Authors: Bart D. Ehrman
Galen was extremely learned and one of the most prolific authors from the ancient world. This was a world that did not, for the most part, have public libraries for people to use. But on occasion a local king would start up a library, principally for scholars, and there was sometimes competition among libraries to acquire greater holdings than their rivals as a kind of status symbol. The two most important libraries in antiquity were those of Alexandria in Egypt and Pergamum in Asia Minor. According to Galen, the kings who built these libraries were keen to increase their holdings and were intent on getting as many original copies as they could of such authors as Plato, Aristotle, Hippocrates, Aeschylus, Sophocles, and Euripides. Having original copies of these writings was important in an age when scribes
could and did make mistakes when reproducing the text. If you had the original, you knew you had the author's own words, not some kind of error-ridden copy botched by the local scribe. So these two libraries were willing to pay cash on the barrelhead for original copies of their coveted authors' works.

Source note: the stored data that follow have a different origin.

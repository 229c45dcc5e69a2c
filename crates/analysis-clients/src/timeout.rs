use std::future::Future;
use std::time::Duration;

use results_store::SubResult;

/// Recommended per-call ceiling for any analysis/transcoder endpoint (spec §5).
pub const ANALYSIS_CALL_TIMEOUT: Duration = Duration::from_secs(120);

/// Wraps an analysis call, normalizing an elapsed deadline into the same
/// `SubResult::Error` shape a client would otherwise produce for an
/// upstream failure, so callers don't need a separate timeout branch.
pub async fn with_timeout<F>(fut: F) -> SubResult
where
    F: Future<Output = SubResult>,
{
    match tokio::time::timeout(ANALYSIS_CALL_TIMEOUT, fut).await {
        Ok(result) => result,
        Err(_) => SubResult::Error {
            error: "timeout".to_string(),
        },
    }
}

#[cfg(test)]
mod tests {
    use super::*;

    #[tokio::test]
    async fn passes_through_fast_result() {
        let result = with_timeout(async { SubResult::success(90.0, vec![], Default::default()) }).await;
        assert!(matches!(result, SubResult::Success { grade, .. } if grade == 90.0));
    }

    #[tokio::test]
    async fn maps_elapsed_deadline_to_timeout_error() {
        let result = with_timeout(async {
            tokio::time::sleep(Duration::from_millis(50)).await;
            SubResult::success(1.0, vec![], Default::default())
        });
        tokio::time::pause();
        let handle = tokio::spawn(result);
        tokio::time::advance(ANALYSIS_CALL_TIMEOUT + Duration::from_secs(1)).await;
        let result = handle.await.unwrap();
        assert!(matches!(result, SubResult::Error { error } if error == "timeout"));
    }
}
use std::sync::Arc;

use analysis_clients::{
    HttpAudioTranscoder, HttpFluencyAnalyzer, HttpPronunciationAnalyzer, HttpSpeechToText,
    HttpTextAnalyzer, VocabularyService,
};
use coordination::AnalysisCoordinator;
use eventbus::{EventBusClient, EventPublisher, Topic, TopicMap};
use file_sessions::FileSessionManager;
use orchestration::AnalysisOrchestrator;
use persistence::PostgresSubmissionRepository;
use results_store::ResultsStore;
use sqlx::postgres::PgPoolOptions;
use submission::SubmissionAggregator;

/// All shared, process-wide component state, assembled once in
/// [`AppState::build`] and cloned cheaply (everything inside is an
/// `Arc`) into every axum handler via `State<AppState>`.
#[derive(Clone)]
pub struct AppState {
    pub publisher: Arc<dyn EventPublisher>,
    pub results_store: Arc<ResultsStore>,
    pub file_sessions: Arc<FileSessionManager>,
    pub coordinator: Arc<AnalysisCoordinator>,
    pub orchestrator: Arc<AnalysisOrchestrator>,
    pub aggregator: Arc<SubmissionAggregator>,
    pub audio_transcoder: Arc<HttpAudioTranscoder>,
    pub speech_to_text: Arc<HttpSpeechToText>,
}

impl AppState {
    pub async fn build(env: &env::Env) -> Self {
        VocabularyService::init();

        let http = reqwest::Client::new();

        let topics = TopicMap::default()
            .insert(
                Topic::QuestionAnalysisReady,
                format!("{}/webhooks/question-analysis-ready", env.event_bus_base_url),
            )
            .insert(
                Topic::PronunciationDone,
                format!("{}/webhooks/pronunciation-done", env.event_bus_base_url),
            )
            .insert(
                Topic::GrammarDone,
                format!("{}/webhooks/grammar-done", env.event_bus_base_url),
            )
            .insert(
                Topic::LexicalDone,
                format!("{}/webhooks/lexical-done", env.event_bus_base_url),
            )
            .insert(
                Topic::VocabularyDone,
                format!("{}/webhooks/vocabulary-done", env.event_bus_base_url),
            )
            .insert(
                Topic::FluencyDone,
                format!("{}/webhooks/fluency-done", env.event_bus_base_url),
            )
            .insert(
                Topic::AnalysisComplete,
                format!("{}/webhooks/analysis-complete", env.event_bus_base_url),
            )
            .insert(
                Topic::SubmissionAnalysisComplete,
                format!(
                    "{}/webhooks/submission-analysis-complete",
                    env.event_bus_base_url
                ),
            )
            .insert(
                Topic::StudentSubmission,
                format!("{}/webhooks/student-submission", env.event_bus_base_url),
            )
            .insert(
                Topic::AudioConversionDone,
                format!("{}/webhooks/audio-conversion-done", env.event_bus_base_url),
            )
            .insert(
                Topic::TranscriptionDone,
                format!("{}/webhooks/transcription-done", env.event_bus_base_url),
            );

        let publisher: Arc<dyn EventPublisher> = Arc::new(EventBusClient::init(topics));

        let results_store = Arc::new(ResultsStore::new());
        let file_sessions = Arc::new(FileSessionManager::new());
        let coordinator = Arc::new(AnalysisCoordinator::new(publisher.clone()));

        let orchestrator = Arc::new(AnalysisOrchestrator::new(
            publisher.clone(),
            results_store.clone(),
            file_sessions.clone(),
            Arc::new(HttpPronunciationAnalyzer::new(
                http.clone(),
                env.pronunciation_base_url.clone(),
            )),
            Arc::new(HttpTextAnalyzer::grammar(
                http.clone(),
                env.text_analysis_base_url.clone(),
            )),
            Arc::new(HttpTextAnalyzer::lexical(
                http.clone(),
                env.text_analysis_base_url.clone(),
            )),
            Arc::new(HttpTextAnalyzer::vocabulary(
                http.clone(),
                env.text_analysis_base_url.clone(),
            )),
            Arc::new(HttpFluencyAnalyzer::new(
                http.clone(),
                env.fluency_base_url.clone(),
            )),
        ));

        let pg_pool = PgPoolOptions::new()
            .max_connections(10)
            .connect(&env.database_url)
            .await
            .expect("failed to connect to submission results database");
        let repository = Arc::new(PostgresSubmissionRepository::new(pg_pool));
        let aggregator = Arc::new(SubmissionAggregator::new(
            results_store.clone(),
            repository,
            publisher.clone(),
        ));

        let audio_transcoder = Arc::new(HttpAudioTranscoder::new(
            http.clone(),
            env.audio_transcoder_base_url.clone(),
        ));
        let speech_to_text = Arc::new(HttpSpeechToText::new(
            http.clone(),
            env.speech_to_text_base_url.clone(),
        ));

        Self {
            publisher,
            results_store,
            file_sessions,
            coordinator,
            orchestrator,
            aggregator,
            audio_transcoder,
            speech_to_text,
        }
    }
}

You'd be amazed how many “original” copies of Plato, Aristotle, and Euripides start showing up, when you are willing to pay gold for them. According to Galen, forgeries started to appear by unscrupulous authors who simply wanted the money.
15
We have seen another motivation, or combination of motivations, in the case of Dionysius the Renegade. One could argue that Dionysius perpetrated his fraudulent play, the
Parthenopaeus,
principally in order to see if he could get away with it. Or he may have done it to make a fool out of his nemesis, Heraclides. We have other instances in the ancient world of a similar motivation, to pull the wool over someone's, or everyone's, eyes. As it turns out, some such motivation may still be at work in our world today, as some scholars have thought that one of the most famous “discoveries” of an ancient Gospel in the twentieth century was in fact a forgery by the scholar who claimed to have discovered it. This is the famous
Secret Gospel of Mark
allegedly found by Morton Smith in 1958.
16
Other authors forged documents for political or military ends. The Jewish historian Josephus, for example, reports that an enemy of Alexander, the son of King Herod, forged a letter in Alexander's name in which he announced plans to murder his father. According to Josephus, the forger was a secretary of the king who was “a bold man, cunning in counterfeiting anyone's hand.” But the plan back-fired; after producing numerous forgeries, the man was caught and “was at last put to death for it.”
17
Political forgeries were usually not treated kindly. But sometimes they worked. In the third century the Roman emperor Aurelian had a private secretary, named Eros, who had incurred his master's anger and was about to be punished. To forestall the outcome, he forged a list of names of political leaders whom the emperor had supposedly
decided to have executed for treason and put the forged list into circulation. The men on the list rose up and assassinated the emperor.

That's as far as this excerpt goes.